Published online by Cambridge University Press: 28 March 2008
Confronted with the problem of regenerating society in decline, Iberian liberalism professed two conflicting ideals: reform by an enlightened minority within the traditional constitution, and radical revolution, deriving its political theory from the sovereignty of the people. The origins of these programmes must be sought in the later eighteenth century, when foreign influences were grafted on to the traditions of earlier diagnosticians of decline. The Iberian Enlightenment, although it revivified intellectual life, was, by European standards, a derivative and second-rate affair: its significance lies in its influence on the reforming civil servants who controlled the Spanish monarchy in the later years of Charles III; whether they drew on outmoded mercantilism, on more modern physiocratic influences or, later, on the ideas of Adam Smith, they were committed to the proposition that civil society was not an unalterable, sacrosanct structure, but susceptible of rational improvement by legislation based on political economy. Since their aim was the increased prosperity of the state, their emphasis was on useful arts, practical reform, and the elimination of useless classes, useless scholastic education and economically harmful charity. Compared with the Spanish reformers, Pombal's tightening of effective state control in the interests of increased revenue, effected by the exertions of an over-worked sole minister, was an old-fashioned programme, inspired by Colbert. Nevertheless, to the Portuguese liberals this suspicious autocrat became the picture of the enlightened reformer.

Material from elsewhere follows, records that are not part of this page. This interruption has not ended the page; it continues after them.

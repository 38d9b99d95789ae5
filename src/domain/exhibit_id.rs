use std::{fmt, num::NonZeroU32, str::FromStr};

/// The literal prefix every exhibit identifier starts with.
pub const PREFIX: &str = "EXH";

/// Total length of an identifier, prefix included.
pub const LENGTH: usize = 6;

/// An exhibit identifier.
///
/// Format: `EXH{NNN}`, where `NNN` is exactly three characters that parse as
/// a positive integer (e.g. `001`, `042`, `999`).
///
/// Examples: `EXH001`, `EXH120`
#[derive(Debug, Clone, Copy, PartialEq, Eq, PartialOrd, Ord, Hash)]
pub struct ExhibitId {
    number: NonZeroU32,
}

impl ExhibitId {
    /// Create an identifier from its numeric part.
    ///
    /// # Errors
    ///
    /// Returns [`Error::Number`] if the number does not fit the three-digit
    /// suffix.
    pub fn new(number: NonZeroU32) -> Result<Self, Error> {
        if number.get() > 999 {
            return Err(Error::Number(number.to_string()));
        }
        Ok(Self { number })
    }

    /// Returns the numeric part of the identifier.
    #[must_use]
    pub const fn number(&self) -> NonZeroU32 {
        self.number
    }
}

impl fmt::Display for ExhibitId {
    fn fmt(&self, f: &mut fmt::Formatter) -> fmt::Result {
        write!(f, "{PREFIX}{:03}", self.number)
    }
}

/// Errors that can occur while parsing an exhibit identifier.
#[derive(Debug, thiserror::Error, PartialEq, Eq)]
pub enum Error {
    /// The identifier is empty.
    #[error("Exhibit identifier is empty")]
    Empty,

    /// The identifier does not start with `EXH`.
    #[error("Exhibit identifier '{0}' must start with '{prefix}'", prefix = PREFIX)]
    Prefix(String),

    /// The identifier is not exactly six characters long.
    #[error("Exhibit identifier '{0}' must be exactly {length} characters long", length = LENGTH)]
    Length(String),

    /// The numeric suffix is not a positive integer.
    #[error("Exhibit identifier number '{0}' is not a positive integer")]
    Number(String),
}

impl FromStr for ExhibitId {
    type Err = Error;

    fn from_str(s: &str) -> Result<Self, Self::Err> {
        if s.is_empty() {
            return Err(Error::Empty);
        }

        let Some(suffix) = s.strip_prefix(PREFIX) else {
            return Err(Error::Prefix(s.to_string()));
        };

        if s.chars().count() != LENGTH {
            return Err(Error::Length(s.to_string()));
        }

        let number = suffix
            .parse::<u32>()
            .ok()
            .and_then(NonZeroU32::new)
            .ok_or_else(|| Error::Number(suffix.to_string()))?;

        Ok(Self { number })
    }
}

impl TryFrom<&str> for ExhibitId {
    type Error = Error;

    fn try_from(value: &str) -> Result<Self, Self::Error> {
        Self::from_str(value)
    }
}

#[cfg(test)]
mod tests {
    use test_case::test_case;

    use super::*;

    #[test_case("EXH001", 1; "lowest")]
    #[test_case("EXH042", 42; "padded")]
    #[test_case("EXH999", 999; "highest")]
    fn parses_valid_identifiers(input: &str, expected: u32) {
        let id = ExhibitId::try_from(input).unwrap();
        assert_eq!(id.number().get(), expected);
    }

    #[test]
    fn empty_identifier_fails() {
        assert_eq!(ExhibitId::try_from(""), Err(Error::Empty));
    }

    #[test_case("ABC001"; "wrong prefix")]
    #[test_case("exh001"; "lowercase prefix")]
    #[test_case("001EXH"; "prefix at end")]
    fn wrong_prefix_fails(input: &str) {
        assert!(matches!(ExhibitId::try_from(input), Err(Error::Prefix(_))));
    }

    #[test_case("EXH1"; "too short")]
    #[test_case("EXH0001"; "too long")]
    #[test_case("EXH"; "prefix only")]
    fn wrong_length_fails(input: &str) {
        assert!(matches!(ExhibitId::try_from(input), Err(Error::Length(_))));
    }

    #[test_case("EXH000"; "zero")]
    #[test_case("EXHabc"; "letters")]
    #[test_case("EXH1a2"; "mixed")]
    #[test_case("EXH-01"; "negative")]
    fn non_positive_number_fails(input: &str) {
        assert!(matches!(ExhibitId::try_from(input), Err(Error::Number(_))));
    }

    #[test]
    fn display_pads_to_three_digits() {
        let id = ExhibitId::new(NonZeroU32::new(7).unwrap()).unwrap();
        assert_eq!(id.to_string(), "EXH007");
    }

    #[test]
    fn new_rejects_four_digit_numbers() {
        assert!(ExhibitId::new(NonZeroU32::new(1000).unwrap()).is_err());
    }

    #[test]
    fn error_display() {
        let error = Error::Prefix("ABC001".to_string());
        assert_eq!(
            error.to_string(),
            "Exhibit identifier 'ABC001' must start with 'EXH'"
        );
    }
}
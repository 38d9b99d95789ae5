//! Reading XML text into a [`Document`] tree.

use quick_xml::{
    NsReader,
    events::{BytesStart, Event},
    name::ResolveResult,
};

use crate::document::{Document, Element};

/// The XML Schema instance namespace. Attributes in it are skipped like
/// namespace declarations.
const XSI_NAMESPACE: &[u8] = b"http://www.w3.org/2001/XMLSchema-instance";

/// Errors produced while reading document text.
#[derive(Debug, thiserror::Error)]
pub enum ParseError {
    /// The markup itself is malformed.
    #[error("malformed XML at byte {position}: {source}")]
    Xml {
        /// Byte offset the reader had reached.
        position: u64,
        /// The underlying reader error.
        source: quick_xml::Error,
    },

    /// An attribute or text value could not be decoded or unescaped.
    #[error("invalid value at byte {position}: {message}")]
    Value {
        /// Byte offset the reader had reached.
        position: u64,
        /// What went wrong.
        message: String,
    },

    /// There is no element at all.
    #[error("document has no root element")]
    NoRoot,

    /// A second top-level element follows the root.
    #[error("document has more than one root element (found '{0}' after the root)")]
    MultipleRoots(String),

    /// Non-whitespace text before or after the root element.
    #[error("text outside the root element at byte {0}")]
    TextOutsideRoot(u64),

    /// The input ended while an element was still open.
    #[error("element '{0}' is never closed")]
    Unclosed(String),
}

/// Parses XML text into a document tree.
///
/// Comments, processing instructions, the XML declaration and any DOCTYPE
/// are skipped. Namespace declarations are resolved onto elements and are
/// not kept as attributes.
///
/// # Errors
///
/// Returns a [`ParseError`] if the text is not a well-formed document with
/// exactly one root element.
pub fn parse(text: &str) -> Result<Document, ParseError> {
    let mut reader = NsReader::from_str(text);
    let mut open: Vec<Element> = Vec::new();
    let mut root: Option<Element> = None;

    loop {
        let position = position(&reader);
        let (namespace, event) = reader
            .read_resolved_event()
            .map_err(|source| ParseError::Xml { position, source })?;

        match event {
            Event::Start(start) => {
                let namespace = bound(&namespace);
                let element = open_element(&reader, namespace, &start, position, root.as_ref())?;
                open.push(element);
            }
            Event::Empty(start) => {
                let namespace = bound(&namespace);
                let element = open_element(&reader, namespace, &start, position, root.as_ref())?;
                close_element(element, &mut open, &mut root);
            }
            Event::End(_) => {
                if let Some(element) = open.pop() {
                    close_element(element, &mut open, &mut root);
                }
            }
            Event::Text(text) => {
                let value = text.unescape().map_err(|e| ParseError::Value {
                    position,
                    message: e.to_string(),
                })?;
                push_text(&mut open, &value, position)?;
            }
            Event::CData(data) => {
                let value = String::from_utf8_lossy(&data);
                push_text(&mut open, &value, position)?;
            }
            Event::Eof => break,
            _ => {}
        }
    }

    if let Some(element) = open.pop() {
        return Err(ParseError::Unclosed(element.name));
    }

    root.map(Document::new).ok_or(ParseError::NoRoot)
}

fn position<R>(reader: &NsReader<R>) -> u64 {
    u64::try_from(reader.buffer_position()).unwrap_or(u64::MAX)
}

fn bound(namespace: &ResolveResult) -> Option<String> {
    match namespace {
        ResolveResult::Bound(namespace) => Some(decode(namespace.as_ref())),
        _ => None,
    }
}

fn open_element<R>(
    reader: &NsReader<R>,
    namespace: Option<String>,
    start: &BytesStart,
    position: u64,
    root: Option<&Element>,
) -> Result<Element, ParseError> {
    let name = decode(start.local_name().as_ref());
    if root.is_some() {
        return Err(ParseError::MultipleRoots(name));
    }

    let mut element = Element::new(name);
    element.namespace = namespace;

    for attribute in start.attributes() {
        let attribute = attribute.map_err(|e| ParseError::Value {
            position,
            message: e.to_string(),
        })?;

        let key = attribute.key.as_ref();
        if key == b"xmlns" || key.starts_with(b"xmlns:") {
            continue;
        }
        let (attribute_namespace, local_name) = reader.resolve_attribute(attribute.key);
        if matches!(attribute_namespace, ResolveResult::Bound(ns) if ns.as_ref() == XSI_NAMESPACE) {
            continue;
        }

        let value = attribute.unescape_value().map_err(|e| ParseError::Value {
            position,
            message: e.to_string(),
        })?;
        element
            .attributes
            .push((decode(local_name.as_ref()), value.into_owned()));
    }

    Ok(element)
}

fn close_element(element: Element, open: &mut Vec<Element>, root: &mut Option<Element>) {
    match open.last_mut() {
        Some(parent) => parent.children.push(element),
        None => *root = Some(element),
    }
}

fn push_text(open: &mut [Element], text: &str, position: u64) -> Result<(), ParseError> {
    match open.last_mut() {
        Some(element) => element.text.push_str(text),
        None if text.trim().is_empty() => {}
        None => return Err(ParseError::TextOutsideRoot(position)),
    }
    Ok(())
}

fn decode(bytes: &[u8]) -> String {
    String::from_utf8_lossy(bytes).into_owned()
}

#[cfg(test)]
mod tests {
    use super::*;

    const NAMESPACE: &str = "http://museum.example.com/exhibit";

    #[test]
    fn builds_tree_with_namespace_and_attributes() {
        let document = parse(
            r#"<?xml version="1.0" encoding="utf-8"?>
<Exhibit xmlns="http://museum.example.com/exhibit" id="EXH001" status="Active">
    <!-- a comment -->
    <BasicInfo>
        <Title>Amphora &amp; lid</Title>
    </BasicInfo>
    <Media/>
</Exhibit>"#,
        )
        .unwrap();

        let root = document.root();
        assert_eq!(root.name(), "Exhibit");
        assert_eq!(root.namespace(), Some(NAMESPACE));
        assert_eq!(
            root.attributes().collect::<Vec<_>>(),
            vec![("id", "EXH001"), ("status", "Active")]
        );
        assert_eq!(root.children().len(), 2);

        let title = root.child("BasicInfo").unwrap().child("Title").unwrap();
        assert_eq!(title.text(), "Amphora & lid");
        assert_eq!(title.namespace(), Some(NAMESPACE));
        assert!(root.child("Media").unwrap().children().is_empty());
    }

    #[test]
    fn prefixed_namespaces_resolve() {
        let document =
            parse(r#"<m:Exhibit xmlns:m="urn:test"><m:Title>x</m:Title></m:Exhibit>"#).unwrap();
        assert_eq!(document.root().name(), "Exhibit");
        assert_eq!(document.root().namespace(), Some("urn:test"));
        assert!(document.root().attribute("m").is_none());
        assert_eq!(document.root().child("Title").unwrap().text(), "x");
    }

    #[test]
    fn schema_instance_attributes_are_skipped() {
        let document = parse(
            r#"<Exhibit xmlns="urn:test"
                xmlns:xsi="http://www.w3.org/2001/XMLSchema-instance"
                xmlns:x="urn:extra"
                xsi:schemaLocation="urn:test exhibit.xsd" x:note="kept" id="EXH001"/>"#,
        )
        .unwrap();
        assert_eq!(
            document.root().attributes().collect::<Vec<_>>(),
            vec![("note", "kept"), ("id", "EXH001")]
        );
    }

    #[test]
    fn cdata_is_text() {
        let document = parse("<A><![CDATA[1 < 2]]></A>").unwrap();
        assert_eq!(document.root().text(), "1 < 2");
    }

    #[test]
    fn unprefixed_element_has_no_namespace() {
        let document = parse("<Exhibit/>").unwrap();
        assert_eq!(document.root().namespace(), None);
    }

    #[test]
    fn mismatched_end_tag_fails() {
        let result = parse("<exhibit><title>Unclosed</exhibit>");
        assert!(matches!(result, Err(ParseError::Xml { .. })));
    }

    #[test]
    fn unclosed_root_fails() {
        assert!(parse("<exhibit><title>x</title>").is_err());
    }

    #[test]
    fn second_root_fails() {
        let result = parse("<a/><b/>");
        assert!(matches!(result, Err(ParseError::MultipleRoots(name)) if name == "b"));
    }

    #[test]
    fn empty_document_fails() {
        assert!(matches!(parse("   "), Err(ParseError::NoRoot)));
        assert!(matches!(parse("<!-- only -->"), Err(ParseError::NoRoot)));
    }

    #[test]
    fn text_outside_root_fails() {
        assert!(matches!(
            parse("hello <a/>"),
            Err(ParseError::TextOutsideRoot(_))
        ));
    }
}
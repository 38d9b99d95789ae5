//! Diagnostics and the report a validation run produces.

use std::fmt;

use chrono::{DateTime, Local};
use serde::{Serialize, Serializer};

/// How serious a diagnostic is.
#[derive(Debug, Clone, Copy, PartialEq, Eq, PartialOrd, Ord, Serialize)]
#[serde(rename_all = "lowercase")]
pub enum Severity {
    /// The document must not be persisted.
    Error,
    /// Worth surfacing, but does not fail the document.
    Warning,
}

impl fmt::Display for Severity {
    fn fmt(&self, f: &mut fmt::Formatter) -> fmt::Result {
        match self {
            Self::Error => write!(f, "error"),
            Self::Warning => write!(f, "warning"),
        }
    }
}

/// The business rule groups, in the order the battery runs them.
#[derive(Debug, Clone, Copy, PartialEq, Eq, PartialOrd, Ord, Hash, Serialize)]
#[serde(rename_all = "snake_case")]
pub enum RuleGroup {
    /// Format of the exhibit `id` attribute.
    Identifier,
    /// Title, category and creation date.
    BasicInfo,
    /// Physical dimensions.
    Dimensions,
    /// Storage and display location.
    Location,
    /// Acquisition and exhibition history.
    History,
    /// Attached images.
    Media,
    /// State of preservation.
    Condition,
}

impl RuleGroup {
    /// Every group, in battery order.
    pub const ALL: [Self; 7] = [
        Self::Identifier,
        Self::BasicInfo,
        Self::Dimensions,
        Self::Location,
        Self::History,
        Self::Media,
        Self::Condition,
    ];
}

impl fmt::Display for RuleGroup {
    fn fmt(&self, f: &mut fmt::Formatter) -> fmt::Result {
        let name = match self {
            Self::Identifier => "identifier",
            Self::BasicInfo => "basic info",
            Self::Dimensions => "dimensions",
            Self::Location => "location",
            Self::History => "history",
            Self::Media => "media",
            Self::Condition => "condition",
        };
        f.write_str(name)
    }
}

/// The pipeline stage that produced a diagnostic.
#[derive(Debug, Clone, Copy, PartialEq, Eq)]
pub enum Stage {
    /// The input was empty or the "no content" placeholder.
    Input,
    /// The text is not a well-formed document.
    Parse,
    /// The document does not match the exhibit schema.
    Structure,
    /// A business rule group rejected the document.
    Rule(RuleGroup),
}

impl Stage {
    /// Returns the stage name used in serialized reports.
    #[must_use]
    pub const fn name(self) -> &'static str {
        match self {
            Self::Input => "input",
            Self::Parse => "parse",
            Self::Structure => "structure",
            Self::Rule(_) => "rule",
        }
    }

    /// Returns the rule group, for business rule diagnostics.
    #[must_use]
    pub const fn rule_group(self) -> Option<RuleGroup> {
        match self {
            Self::Rule(group) => Some(group),
            _ => None,
        }
    }
}

/// A single validation finding.
#[derive(Debug, Clone, PartialEq, Eq)]
pub struct Diagnostic {
    severity: Severity,
    stage: Stage,
    path: Option<String>,
    message: String,
}

impl Diagnostic {
    /// Creates an error diagnostic.
    pub fn error(stage: Stage, message: impl Into<String>) -> Self {
        Self {
            severity: Severity::Error,
            stage,
            path: None,
            message: message.into(),
        }
    }

    /// Creates a warning diagnostic.
    pub fn warning(stage: Stage, message: impl Into<String>) -> Self {
        Self {
            severity: Severity::Warning,
            stage,
            path: None,
            message: message.into(),
        }
    }

    /// Attaches the element path the diagnostic refers to.
    #[must_use]
    pub fn at(mut self, path: impl Into<String>) -> Self {
        self.path = Some(path.into());
        self
    }

    /// Returns the severity.
    #[must_use]
    pub const fn severity(&self) -> Severity {
        self.severity
    }

    /// Returns the stage that produced this diagnostic.
    #[must_use]
    pub const fn stage(&self) -> Stage {
        self.stage
    }

    /// Returns the element path, for diagnostics tied to one element.
    #[must_use]
    pub fn path(&self) -> Option<&str> {
        self.path.as_deref()
    }

    /// Returns the human-readable message.
    #[must_use]
    pub fn message(&self) -> &str {
        &self.message
    }

    /// Returns `true` for error-severity diagnostics.
    #[must_use]
    pub fn is_error(&self) -> bool {
        self.severity == Severity::Error
    }
}

impl fmt::Display for Diagnostic {
    fn fmt(&self, f: &mut fmt::Formatter) -> fmt::Result {
        match &self.path {
            Some(path) => write!(f, "[{}] {path}: {}", self.severity, self.message),
            None => write!(f, "[{}] {}", self.severity, self.message),
        }
    }
}

/// The outcome of validating one document.
///
/// A document is valid when the report holds no error-severity diagnostics.
/// Diagnostics keep the order they were produced in: input and parse
/// problems, then structural findings in document order, then business rule
/// findings in battery order.
///
/// The [`fmt::Display`] implementation renders the summary shown to users
/// and written to logs.
#[derive(Debug, Clone, PartialEq, Eq)]
pub struct ValidationReport {
    diagnostics: Vec<Diagnostic>,
    generated_at: DateTime<Local>,
}

impl ValidationReport {
    /// Creates a report from its diagnostics.
    #[must_use]
    pub const fn new(diagnostics: Vec<Diagnostic>, generated_at: DateTime<Local>) -> Self {
        Self {
            diagnostics,
            generated_at,
        }
    }

    /// Returns `true` if no error-severity diagnostic was produced.
    #[must_use]
    pub fn is_valid(&self) -> bool {
        !self.diagnostics.iter().any(Diagnostic::is_error)
    }

    /// Returns every diagnostic, in production order.
    #[must_use]
    pub fn diagnostics(&self) -> &[Diagnostic] {
        &self.diagnostics
    }

    /// Returns the error-severity diagnostics.
    pub fn errors(&self) -> impl Iterator<Item = &Diagnostic> {
        self.diagnostics.iter().filter(|d| d.is_error())
    }

    /// Returns the warning-severity diagnostics.
    pub fn warnings(&self) -> impl Iterator<Item = &Diagnostic> {
        self.diagnostics.iter().filter(|d| !d.is_error())
    }

    /// Returns when the report was generated.
    #[must_use]
    pub const fn generated_at(&self) -> DateTime<Local> {
        self.generated_at
    }
}

impl fmt::Display for ValidationReport {
    fn fmt(&self, f: &mut fmt::Formatter) -> fmt::Result {
        writeln!(f, "=== EXHIBIT VALIDATION REPORT ===")?;
        writeln!(
            f,
            "Generated: {}",
            self.generated_at.format("%Y-%m-%d %H:%M:%S")
        )?;
        writeln!(
            f,
            "Status: {}",
            if self.is_valid() { "VALID" } else { "INVALID" }
        )?;
        writeln!(f, "Errors: {}", self.errors().count())?;
        writeln!(f, "Warnings: {}", self.warnings().count())?;
        writeln!(f)?;

        if self.diagnostics.is_empty() {
            writeln!(f, "Document is valid and conforms to the exhibit schema.")?;
        } else {
            for (i, diagnostic) in self.diagnostics.iter().enumerate() {
                writeln!(f, "{}. {diagnostic}", i + 1)?;
            }
        }

        writeln!(f)?;
        writeln!(f, "=== END OF REPORT ===")
    }
}

#[derive(Serialize)]
struct SerializedDiagnostic<'a> {
    severity: Severity,
    stage: &'static str,
    #[serde(skip_serializing_if = "Option::is_none")]
    group: Option<RuleGroup>,
    #[serde(skip_serializing_if = "Option::is_none")]
    path: Option<&'a str>,
    message: &'a str,
}

impl Serialize for Diagnostic {
    fn serialize<S: Serializer>(&self, serializer: S) -> Result<S::Ok, S::Error> {
        SerializedDiagnostic {
            severity: self.severity,
            stage: self.stage.name(),
            group: self.stage.rule_group(),
            path: self.path.as_deref(),
            message: &self.message,
        }
        .serialize(serializer)
    }
}

#[derive(Serialize)]
struct SerializedReport<'a> {
    valid: bool,
    generated_at: &'a DateTime<Local>,
    errors: usize,
    warnings: usize,
    diagnostics: &'a [Diagnostic],
}

impl Serialize for ValidationReport {
    fn serialize<S: Serializer>(&self, serializer: S) -> Result<S::Ok, S::Error> {
        SerializedReport {
            valid: self.is_valid(),
            generated_at: &self.generated_at,
            errors: self.errors().count(),
            warnings: self.warnings().count(),
            diagnostics: &self.diagnostics,
        }
        .serialize(serializer)
    }
}
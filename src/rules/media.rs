use crate::{
    document::Exhibit,
    rules::{MAX_TEXT_LENGTH, RuleViolation, non_blank},
};

/// Accepted image file name endings, lower case.
const IMAGE_EXTENSIONS: [&str; 7] = [".jpg", ".jpeg", ".png", ".gif", ".bmp", ".tiff", ".webp"];

pub fn media(exhibit: &Exhibit) -> Result<(), RuleViolation> {
    let Some(media) = exhibit.media.as_ref() else {
        return Ok(());
    };

    let primary = media.images.iter().filter(|image| image.is_primary()).count();
    if primary > 1 {
        return Err(RuleViolation::PrimaryImages(primary));
    }

    for image in &media.images {
        let file_name = non_blank(image.file_name).ok_or(RuleViolation::MissingField {
            section: "Image",
            field: "FileName",
        })?;
        if !has_image_extension(file_name) {
            return Err(RuleViolation::ImageExtension(file_name.to_string()));
        }
        let length = file_name.chars().count();
        if length > MAX_TEXT_LENGTH {
            return Err(RuleViolation::TooLong {
                field: "FileName",
                length,
            });
        }
    }
    Ok(())
}

fn has_image_extension(file_name: &str) -> bool {
    let file_name = file_name.to_ascii_lowercase();
    IMAGE_EXTENSIONS
        .iter()
        .any(|extension| file_name.ends_with(extension))
}
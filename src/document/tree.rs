use std::str::FromStr;

use crate::document::parser::{ParseError, parse};

/// A named node in a document tree.
///
/// Each element has a local name, an optional namespace, attributes in
/// document order, its own text (the text and CDATA directly inside it, not
/// that of its descendants) and ordered children.
#[derive(Debug, Clone, Default, PartialEq, Eq)]
pub struct Element {
    pub(crate) namespace: Option<String>,
    pub(crate) name: String,
    pub(crate) attributes: Vec<(String, String)>,
    pub(crate) text: String,
    pub(crate) children: Vec<Element>,
}

impl Element {
    /// Creates an element with no namespace, attributes, text or children.
    #[must_use]
    pub fn new(name: impl Into<String>) -> Self {
        Self {
            name: name.into(),
            ..Self::default()
        }
    }

    /// Sets the namespace.
    #[must_use]
    pub fn with_namespace(mut self, namespace: impl Into<String>) -> Self {
        self.namespace = Some(namespace.into());
        self
    }

    /// Adds an attribute.
    #[must_use]
    pub fn with_attribute(mut self, name: impl Into<String>, value: impl Into<String>) -> Self {
        self.attributes.push((name.into(), value.into()));
        self
    }

    /// Appends text.
    #[must_use]
    pub fn with_text(mut self, text: &str) -> Self {
        self.text.push_str(text);
        self
    }

    /// Appends a child element.
    #[must_use]
    pub fn with_child(mut self, child: Self) -> Self {
        self.children.push(child);
        self
    }

    /// Returns the local name.
    #[must_use]
    pub fn name(&self) -> &str {
        &self.name
    }

    /// Returns the namespace URI, if the element is in one.
    #[must_use]
    pub fn namespace(&self) -> Option<&str> {
        self.namespace.as_deref()
    }

    /// Returns the value of the named attribute.
    #[must_use]
    pub fn attribute(&self, name: &str) -> Option<&str> {
        self.attributes
            .iter()
            .find(|(key, _)| key == name)
            .map(|(_, value)| value.as_str())
    }

    /// Returns the attributes in document order.
    pub fn attributes(&self) -> impl Iterator<Item = (&str, &str)> {
        self.attributes
            .iter()
            .map(|(key, value)| (key.as_str(), value.as_str()))
    }

    /// Returns the element's own text.
    #[must_use]
    pub fn text(&self) -> &str {
        &self.text
    }

    /// Returns the child elements in document order.
    #[must_use]
    pub fn children(&self) -> &[Self] {
        &self.children
    }

    /// Returns the first child with the given local name.
    #[must_use]
    pub fn child(&self, name: &str) -> Option<&Self> {
        self.children.iter().find(|child| child.name == name)
    }

    /// Returns every child with the given local name.
    pub fn children_named<'a>(&'a self, name: &'a str) -> impl Iterator<Item = &'a Self> + 'a {
        self.children.iter().filter(move |child| child.name == name)
    }
}

/// A parsed document: exactly one root element.
#[derive(Debug, Clone, PartialEq, Eq)]
pub struct Document {
    root: Element,
}

impl Document {
    /// Wraps a root element.
    #[must_use]
    pub const fn new(root: Element) -> Self {
        Self { root }
    }

    /// Returns the root element.
    #[must_use]
    pub const fn root(&self) -> &Element {
        &self.root
    }
}

impl FromStr for Document {
    type Err = ParseError;

    fn from_str(s: &str) -> Result<Self, Self::Err> {
        parse(s)
    }
}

The reform programme was to be spread all over Spain by government-sponsored Patriotic Societies. Their activities were often puerile, a naive parade of scraps of scientific knowledge picked up in foreign journals. Nevertheless, these government servants and their local supporters staked out a programme: the recasting of university education on lines inspired by the regalian claims of the state; the promotion of public works, by which some provincial capitals were transformed; a network of roads from Madrid; the rationalisation of administrative divisions and the removal of obstructions to efficient government caused by municipal sloth and corruption and by provincial privilege. Apart from a few deists they were not heterodox, least of all were they revolutionaries.